I have deliberately computed a case where they did not mesh. I deliberately messed up the Y matrix. I hope to make this failure more memorable than the possibility that they could have meshed.

The key is that any change of scale at all would have left me with a matrix Y which is still close to its projection $\hat{Y}\$. If any vector y is close to the 2D subspace, so is any multiple of it. Such closeness by itself only guarantees that XY is close to $\hat{X}\ \hat{Y}\$, but it says nothing about ST close to the identity, hence it says nothing about XY being close to D.

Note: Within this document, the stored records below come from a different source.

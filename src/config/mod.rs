// ABOUTME: Configuration module grouping environment-driven settings
// ABOUTME: Re-exports ServerConfig for binary and test consumers
//
// SPDX-License-Identifier: MIT OR Apache-2.0
// Copyright (c) 2025 Async-IO.org

//! Configuration management for the Taskchat server

/// Environment-based server configuration
pub mod environment;

pub use environment::ServerConfig;
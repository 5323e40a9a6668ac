// ABOUTME: HTTP route assembly, shared state, and the authenticated-user extractor
// ABOUTME: Auth verification itself lives in the fronting gateway, not here
//
// SPDX-License-Identifier: MIT OR Apache-2.0
// Copyright (c) 2025 Async-IO.org

//! # HTTP Routes
//!
//! Axum route assembly for the chat, conversation, task, and health
//! endpoints. Every protected handler extracts an [`AuthenticatedUser`] from
//! request extensions; the verified user id is supplied by the auth
//! collaborator in front of this service and trusted completely here.

/// Chat and conversation endpoints
pub mod chat;

/// Liveness endpoint
pub mod health;

/// Direct task CRUD endpoints
pub mod tasks;

use std::sync::Arc;

use axum::extract::{FromRequestParts, Request};
use axum::http::request::Parts;
use axum::middleware::Next;
use axum::response::Response;
use axum::Router;
use tower_http::cors::CorsLayer;
use tower_http::trace::TraceLayer;

use crate::config::ServerConfig;
use crate::database::Database;
use crate::errors::AppError;
use crate::llm::LlmProvider;

/// Header carrying the verified user id, installed by the fronting gateway
pub const AUTH_USER_HEADER: &str = "x-auth-user-id";

/// Shared state handed to every route handler
#[derive(Clone)]
pub struct AppState {
    /// Task and conversation storage
    pub database: Database,
    /// The agent runtime provider
    pub llm: Arc<dyn LlmProvider>,
    /// Server configuration
    pub config: Arc<ServerConfig>,
}

/// A verified user identity attached to the request by the auth collaborator
#[derive(Debug, Clone)]
pub struct AuthenticatedUser {
    /// Opaque stable user identifier; all ownership checks compare against it
    pub user_id: String,
}

#[axum::async_trait]
impl<S> FromRequestParts<S> for AuthenticatedUser
where
    S: Send + Sync,
{
    type Rejection = AppError;

    async fn from_request_parts(parts: &mut Parts, _state: &S) -> Result<Self, Self::Rejection> {
        parts
            .extensions
            .get::<Self>()
            .cloned()
            .ok_or_else(AppError::auth_required)
    }
}

/// Middleware that promotes the gateway's user header into an
/// [`AuthenticatedUser`] extension
///
/// This service sits behind a gateway that authenticates the caller and
/// forwards the verified id; requests without the header simply carry no
/// identity and fail at the extractor with 401.
pub async fn trusted_header_auth(mut request: Request, next: Next) -> Response {
    let user_id = request
        .headers()
        .get(AUTH_USER_HEADER)
        .and_then(|value| value.to_str().ok())
        .map(str::trim)
        .filter(|value| !value.is_empty())
        .map(ToOwned::to_owned);

    if let Some(user_id) = user_id {
        request
            .extensions_mut()
            .insert(AuthenticatedUser { user_id });
    }

    next.run(request).await
}

/// Assemble the full application router
#[must_use]
pub fn router(state: AppState) -> Router {
    Router::new()
        .merge(chat::ChatRoutes::routes(state.clone()))
        .merge(tasks::TaskRoutes::routes(state))
        .merge(health::routes())
        .layer(TraceLayer::new_for_http())
        .layer(CorsLayer::permissive())
}
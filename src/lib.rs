//! # riptide — asynchronous pipelined Redis client
//!
//! Commands are issued from tokio tasks as futures; a dedicated OS poll
//! thread owns the protocol engine and drives all socket I/O. Everything
//! issued during one scheduler turn is batched into a single pipelined
//! write.
//!
//! # Example
//! ```ignore
//! use riptide::Client;
//!
//! let client = Client::connect("127.0.0.1", 6379).await?;
//!
//! client.set("greeting", b"hello").await?;
//! let value = client.get_str("greeting").await?;
//! assert_eq!(value.as_deref(), Some("hello"));
//!
//! // Commands issued together share one write on the wire.
//! let a = client.send(["INCR", "counter"])?;
//! let b = client.send(["INCR", "counter"])?;
//! let (a, b) = (a.await?, b.await?);
//!
//! client.close().await;
//! ```
//!
//! ## Architecture
//!
//! | Piece | Role |
//! |-------|------|
//! | [`Client`] | host-facing façade: futures, pipelining, typed helpers |
//! | poll thread | sole owner of the protocol engine; blocks in `poll(2)` |
//! | [`ProtocolEngine`] | the wire seam; [`RespEngine`] in production |
//! | [`Subscription`] | dedicated connection per pub/sub subscription |

pub mod client;
pub mod cmd;
pub mod decoder;
pub mod encoder;
pub mod engine;
pub mod error;
mod event_loop;
pub mod pool;
mod queue;
pub mod reply;
pub mod subscribe;
mod wakeup;

pub use client::{Client, ClientConfig, Pending};
pub use cmd::Cmd;
pub use engine::{CallbackInfo, Completion, ProtocolEngine, RespEngine};
pub use error::{RedisError, RedisResult};
pub use pool::{PoolConfig, RedisPool};
pub use reply::Reply;
pub use subscribe::{PubSubKind, PubSubMessage, Subscription};

/// Commonly used types.
pub mod prelude {
    pub use crate::{Client, ClientConfig, Cmd, RedisError, RedisResult, Reply};
    pub use crate::{PoolConfig, RedisPool};
    pub use crate::{PubSubKind, PubSubMessage, Subscription};
}
//! Fluent command builder.
//!
//! Assembles binary-safe argv for [`Client::execute`]. The option helpers
//! cover the common SET modifiers.
//!
//! # Example
//! ```ignore
//! use riptide::Cmd;
//!
//! // SET with TTL, only if absent
//! let cmd = Cmd::new("SET").arg("session:123").arg(b"data").ex(3600).nx();
//! client.execute(&cmd).await?;
//! ```
//!
//! [`Client::execute`]: crate::Client::execute

/// A command under construction: the name plus its arguments, in order.
#[derive(Debug, Clone)]
pub struct Cmd {
    args: Vec<Vec<u8>>,
}

impl Cmd {
    /// Start a command.
    pub fn new(name: &str) -> Self {
        Self {
            args: vec![name.as_bytes().to_vec()],
        }
    }

    /// Append one argument. Bytes are copied; the builder owns its argv.
    pub fn arg(mut self, arg: impl AsRef<[u8]>) -> Self {
        self.args.push(arg.as_ref().to_vec());
        self
    }

    /// The assembled argv.
    pub fn args(&self) -> &[Vec<u8>] {
        &self.args
    }

    /// Add EX (seconds) expiry.
    pub fn ex(self, seconds: i64) -> Self {
        self.arg("EX").arg(seconds.to_string())
    }

    /// Add PX (milliseconds) expiry.
    pub fn px(self, milliseconds: i64) -> Self {
        self.arg("PX").arg(milliseconds.to_string())
    }

    /// Only set if the key does not exist.
    pub fn nx(self) -> Self {
        self.arg("NX")
    }

    /// Only set if the key exists.
    pub fn xx(self) -> Self {
        self.arg("XX")
    }
}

Now, if there were an underlying chemical or physical model such that D ~ XY, and if we chose among such X and Y data, then we might more than hope – we might expect – that things would mesh. The challenge is to get X and Y that go together. In fact, one would hope that simply choosing consistent units would make them go together.

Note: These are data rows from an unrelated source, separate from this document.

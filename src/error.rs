//! Error types for riptide.

use thiserror::Error;

/// Redis client error types.
#[derive(Debug, Error)]
pub enum RedisError {
    /// Connecting the underlying socket failed. The message is surfaced
    /// verbatim from the connect stage.
    #[error("Connection failed: {0}")]
    Connection(String),

    /// IO error while driving the socket.
    #[error("IO error: {0}")]
    Io(#[from] std::io::Error),

    /// Malformed wire data.
    #[error("Protocol error: {0}")]
    Protocol(String),

    /// The server replied with an error.
    #[error("Redis error: {0}")]
    Redis(String),

    /// The connection dropped while commands were still in flight.
    #[error("Connection lost")]
    ConnectionLost,

    /// The client was closed; issued after `close()` and for any command
    /// still pending when `close()` ran.
    #[error("Client closed")]
    Closed,

    #[error("Invalid command: {0}")]
    InvalidCommand(String),

    /// Decoder needs more bytes to finish the current value.
    #[error("Incomplete data")]
    Incomplete,
}

/// Result type for Redis operations.
pub type RedisResult<T> = Result<T, RedisError>;

#[cfg(test)]
mod tests {
    use super::*;

    #[test]
    fn test_error_display() {
        let err = RedisError::Connection("refused".into());
        assert_eq!(err.to_string(), "Connection failed: refused");
        assert_eq!(RedisError::Closed.to_string(), "Client closed");
    }
}
//! RESP protocol encoder.
//!
//! Commands go on the wire as arrays of bulk strings, which is binary-safe
//! for every argument byte including CR, LF and NUL.

use bytes::BytesMut;

use crate::reply::Reply;

/// Encode a command (argv form) to RESP bytes.
pub fn encode_command(args: &[Vec<u8>]) -> BytesMut {
    let mut buf = BytesMut::with_capacity(64);
    encode_command_into(&mut buf, args);
    buf
}

/// Encode a command into the provided buffer.
pub fn encode_command_into(buf: &mut BytesMut, args: &[Vec<u8>]) {
    encode_array_header(buf, args.len());
    for arg in args {
        encode_bulk_string(buf, arg);
    }
}

/// Encode a reply back to its wire form.
///
/// This is the natural re-encode of a [`Reply`]: `decode(encode_reply(r))`
/// yields `r` again. Used by the tests and by in-process servers.
pub fn encode_reply(buf: &mut BytesMut, reply: &Reply) {
    match reply {
        Reply::Nil => buf.extend_from_slice(b"$-1\r\n"),
        Reply::Status(s) => {
            buf.extend_from_slice(b"+");
            buf.extend_from_slice(s.as_bytes());
            buf.extend_from_slice(b"\r\n");
        }
        Reply::Error(s) => {
            buf.extend_from_slice(b"-");
            buf.extend_from_slice(s.as_bytes());
            buf.extend_from_slice(b"\r\n");
        }
        Reply::Integer(n) => {
            buf.extend_from_slice(b":");
            buf.extend_from_slice(n.to_string().as_bytes());
            buf.extend_from_slice(b"\r\n");
        }
        Reply::Double(s) => {
            buf.extend_from_slice(b",");
            buf.extend_from_slice(s.as_bytes());
            buf.extend_from_slice(b"\r\n");
        }
        Reply::Bool(b) => {
            buf.extend_from_slice(if *b { b"#t\r\n" } else { b"#f\r\n" });
        }
        Reply::BigNum(s) => {
            buf.extend_from_slice(b"(");
            buf.extend_from_slice(s.as_bytes());
            buf.extend_from_slice(b"\r\n");
        }
        Reply::Verbatim(s) => {
            // txt: prefix plus payload, counted together
            buf.extend_from_slice(b"=");
            buf.extend_from_slice((s.len() + 4).to_string().as_bytes());
            buf.extend_from_slice(b"\r\ntxt:");
            buf.extend_from_slice(s.as_bytes());
            buf.extend_from_slice(b"\r\n");
        }
        Reply::Data(data) => encode_bulk_string(buf, data),
        Reply::Array(items) => encode_aggregate(buf, b'*', items.len(), items),
        Reply::Map(items) => {
            debug_assert!(items.len() % 2 == 0);
            encode_aggregate(buf, b'%', items.len() / 2, items);
        }
        Reply::Set(items) => encode_aggregate(buf, b'~', items.len(), items),
        Reply::Push(items) => encode_aggregate(buf, b'>', items.len(), items),
    }
}

// ========== RESP Primitives ==========

/// Encode array header: *<count>\r\n
fn encode_array_header(buf: &mut BytesMut, count: usize) {
    buf.extend_from_slice(b"*");
    buf.extend_from_slice(count.to_string().as_bytes());
    buf.extend_from_slice(b"\r\n");
}

/// Encode bulk string: $<len>\r\n<data>\r\n
fn encode_bulk_string(buf: &mut BytesMut, data: &[u8]) {
    buf.extend_from_slice(b"$");
    buf.extend_from_slice(data.len().to_string().as_bytes());
    buf.extend_from_slice(b"\r\n");
    buf.extend_from_slice(data);
    buf.extend_from_slice(b"\r\n");
}

fn encode_aggregate(buf: &mut BytesMut, tag: u8, count: usize, items: &[Reply]) {
    buf.extend_from_slice(&[tag]);
    buf.extend_from_slice(count.to_string().as_bytes());
    buf.extend_from_slice(b"\r\n");
    for item in items {
        encode_reply(buf, item);
    }
}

Nevertheless, I’d rather you took a deep sigh of relief if they meshed rather than expect it.

Finally, I really did have X and Y that would have made everything work out peachy. Instead, I scaled the rows of Y, and although I could still get perfectly reasonable independent projections $\hat{X}$ and $\hat{Y}\$, they were just that: independent.

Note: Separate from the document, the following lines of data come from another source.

//! RESP protocol decoder.
//!
//! Parses Redis wire protocol replies into owned [`Reply`] trees. The
//! decoder is incremental: a buffer ending in the middle of a value yields
//! [`RedisError::Incomplete`], and the caller retries once more bytes have
//! arrived. Covers RESP2 plus the RESP3 types (null, boolean, double, big
//! number, verbatim string, map, set, push).

use bytes::Buf;

use crate::error::{RedisError, RedisResult};
use crate::reply::Reply;

/// Decode one reply from the buffer.
///
/// Returns the parsed reply and the number of bytes consumed.
pub fn decode(buf: &[u8]) -> RedisResult<(Reply, usize)> {
    if buf.is_empty() {
        return Err(RedisError::Incomplete);
    }

    let mut cursor = std::io::Cursor::new(buf);
    let reply = decode_reply(&mut cursor)?;
    Ok((reply, cursor.position() as usize))
}

/// Decode a single RESP value at the cursor.
fn decode_reply(cursor: &mut std::io::Cursor<&[u8]>) -> RedisResult<Reply> {
    if !cursor.has_remaining() {
        return Err(RedisError::Incomplete);
    }

    let type_byte = cursor.get_u8();

    match type_byte {
        // Simple string: +OK\r\n
        b'+' => {
            let line = read_line(cursor)?;
            Ok(Reply::Status(line))
        }

        // Error: -ERR message\r\n
        b'-' => {
            let line = read_line(cursor)?;
            Ok(Reply::Error(line))
        }

        // Integer: :1000\r\n
        b':' => {
            let line = read_line(cursor)?;
            let num: i64 = line
                .parse()
                .map_err(|_| RedisError::Protocol(format!("Invalid integer: {}", line)))?;
            Ok(Reply::Integer(num))
        }

        // Bulk string: $5\r\nhello\r\n ($-1 is the RESP2 nil)
        b'$' => {
            let len = read_length(cursor, "bulk length")?;
            if len < 0 {
                return Ok(Reply::Nil);
            }

            let len = len as usize;
            if cursor.remaining() < len + 2 {
                return Err(RedisError::Incomplete);
            }

            let mut data = vec![0u8; len];
            cursor.copy_to_slice(&mut data);
            expect_crlf(cursor)?;
            Ok(Reply::Data(data))
        }

        // Array: *2\r\n... (*-1 is the RESP2 nil array)
        b'*' => {
            let count = read_length(cursor, "array length")?;
            if count < 0 {
                return Ok(Reply::Nil);
            }
            Ok(Reply::Array(decode_elements(cursor, count as usize)?))
        }

        // Null: _\r\n (RESP3)
        b'_' => {
            read_line(cursor)?;
            Ok(Reply::Nil)
        }

        // Boolean: #t\r\n or #f\r\n (RESP3)
        b'#' => {
            let line = read_line(cursor)?;
            match line.as_str() {
                "t" => Ok(Reply::Bool(true)),
                "f" => Ok(Reply::Bool(false)),
                _ => Err(RedisError::Protocol(format!("Invalid boolean: {}", line))),
            }
        }

        // Double: ,1.23\r\n (RESP3); textual form is kept
        b',' => {
            let line = read_line(cursor)?;
            if line.parse::<f64>().is_err() {
                return Err(RedisError::Protocol(format!("Invalid double: {}", line)));
            }
            Ok(Reply::Double(line))
        }

        // Big number: (3492890328409238509324850943850943825024385\r\n (RESP3)
        b'(' => {
            let line = read_line(cursor)?;
            Ok(Reply::BigNum(line))
        }

        // Verbatim string: =15\r\ntxt:Some string\r\n (RESP3)
        b'=' => {
            let len = read_length(cursor, "verbatim length")?;
            if len < 4 {
                return Err(RedisError::Protocol("Verbatim string too short".into()));
            }
            let len = len as usize;
            if cursor.remaining() < len + 2 {
                return Err(RedisError::Incomplete);
            }
            let mut data = vec![0u8; len];
            cursor.copy_to_slice(&mut data);
            expect_crlf(cursor)?;
            // Strip the "txt:"/"mkd:" format prefix.
            let text = std::str::from_utf8(&data[4..])
                .map_err(|_| RedisError::Protocol("Invalid UTF-8 in verbatim string".into()))?;
            Ok(Reply::Verbatim(text.to_string()))
        }

        // Map: %2\r\n... (RESP3), decoded as flattened key/value pairs
        b'%' => {
            let count = read_length(cursor, "map length")?;
            if count < 0 {
                return Ok(Reply::Nil);
            }
            Ok(Reply::Map(decode_elements(cursor, count as usize * 2)?))
        }

        // Set: ~3\r\n... (RESP3)
        b'~' => {
            let count = read_length(cursor, "set length")?;
            if count < 0 {
                return Ok(Reply::Nil);
            }
            Ok(Reply::Set(decode_elements(cursor, count as usize)?))
        }

        // Push: >4\r\n... (RESP3 out-of-band)
        b'>' => {
            let count = read_length(cursor, "push length")?;
            if count < 0 {
                return Err(RedisError::Protocol("Negative push length".into()));
            }
            Ok(Reply::Push(decode_elements(cursor, count as usize)?))
        }

        _ => Err(RedisError::Protocol(format!(
            "Unknown type byte: {}",
            type_byte as char
        ))),
    }
}

fn decode_elements(cursor: &mut std::io::Cursor<&[u8]>, count: usize) -> RedisResult<Vec<Reply>> {
    let mut items = Vec::with_capacity(count.min(1024));
    for _ in 0..count {
        items.push(decode_reply(cursor)?);
    }
    Ok(items)
}

/// Read a decimal length header line.
fn read_length(cursor: &mut std::io::Cursor<&[u8]>, what: &str) -> RedisResult<i64> {
    let line = read_line(cursor)?;
    line.parse()
        .map_err(|_| RedisError::Protocol(format!("Invalid {}: {}", what, line)))
}

/// Read a line up to \r\n.
fn read_line(cursor: &mut std::io::Cursor<&[u8]>) -> RedisResult<String> {
    let start = cursor.position() as usize;
    let buf = cursor.get_ref();

    let mut end = start;
    while end + 1 < buf.len() {
        if buf[end] == b'\r' && buf[end + 1] == b'\n' {
            let line = std::str::from_utf8(&buf[start..end])
                .map_err(|_| RedisError::Protocol("Invalid UTF-8".into()))?;
            cursor.set_position((end + 2) as u64);
            return Ok(line.to_string());
        }
        end += 1;
    }

    Err(RedisError::Incomplete)
}

fn expect_crlf(cursor: &mut std::io::Cursor<&[u8]>) -> RedisResult<()> {
    if cursor.remaining() < 2 {
        return Err(RedisError::Incomplete);
    }
    let cr = cursor.get_u8();
    let lf = cursor.get_u8();
    if cr != b'\r' || lf != b'\n' {
        return Err(RedisError::Protocol("Missing CRLF terminator".into()));
    }
    Ok(())
}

As we wind down, I think you should asking: how did I know X and Y? Obviously they weren’t real data.

For that matter, how did I construct D0, so precisely of rank 2? That’s the question. And the answer.

I started with a 5×2 (“column”) matrix

$\left(\begin{array}{ll} 1 & 1 \\ 2 & -1 \\ 3 & 1 \\ 4 & -1 \\ 5 & 1\end{array}\right)$

and a 2×3 (“row”) matrix

$\left(\begin{array}{lll} 1 & 1 & 1 \\ 1 & 2 & 3\end{array}\right)$

and i multiplied them together to get D0.

$D0 = \left(\begin{array}{lll} 2 & 3 & 4 \\ 1 & 0 & -1 \\ 4 & 5 & 6 \\ 3 & 2 & 1 \\ 6 & 7 & 8\end{array}\right)$ = $\left(\begin{array}{ll} 1 & 1 \\ 2 & -1 \\ 3 & 1 \\ 4 & -1 \\ 5 & 1\end{array}\right)$ $\left(\begin{array}{lll} 1 & 1 & 1 \\ 1 & 2 & 3\end{array}\right)$

Then later on I took that column matrix for X and a scaling of that row matrix for Y.

Please do not think that we could have reconstructed X and Y. We invented them! In the real world, they are data to be searched out. We can talk about them here because this is a simulation. Remember example 6, and the fact that our X matrix was made up of independent data for o-xylene and p-xylene. In that case, we would need independent data for Y.

If they do not mesh, and if you cannot rescale things or find other data that does mesh, maybe you settle for studying

$D \approx \hat{D}_X = X\ \hat{C}$

and

$D \approx \hat{D}_Y = \hat{R}\ Y\$

Of course, if you have only X data, then you study only $D \approx \hat{D}_X = X\ \hat{C}\$, and if you have only Y data, then you study only $D \approx \hat{D}_Y = \hat{R}\ Y\$.

Next will be a “summary” of Malinowski, but in fact I expect that it will be more in the nature of “compare and contrast”. Although this example has introduced Y data and its projection $\hat{Y}\$, I hope it was also a good review and summary of what we’ve done with Malinowski.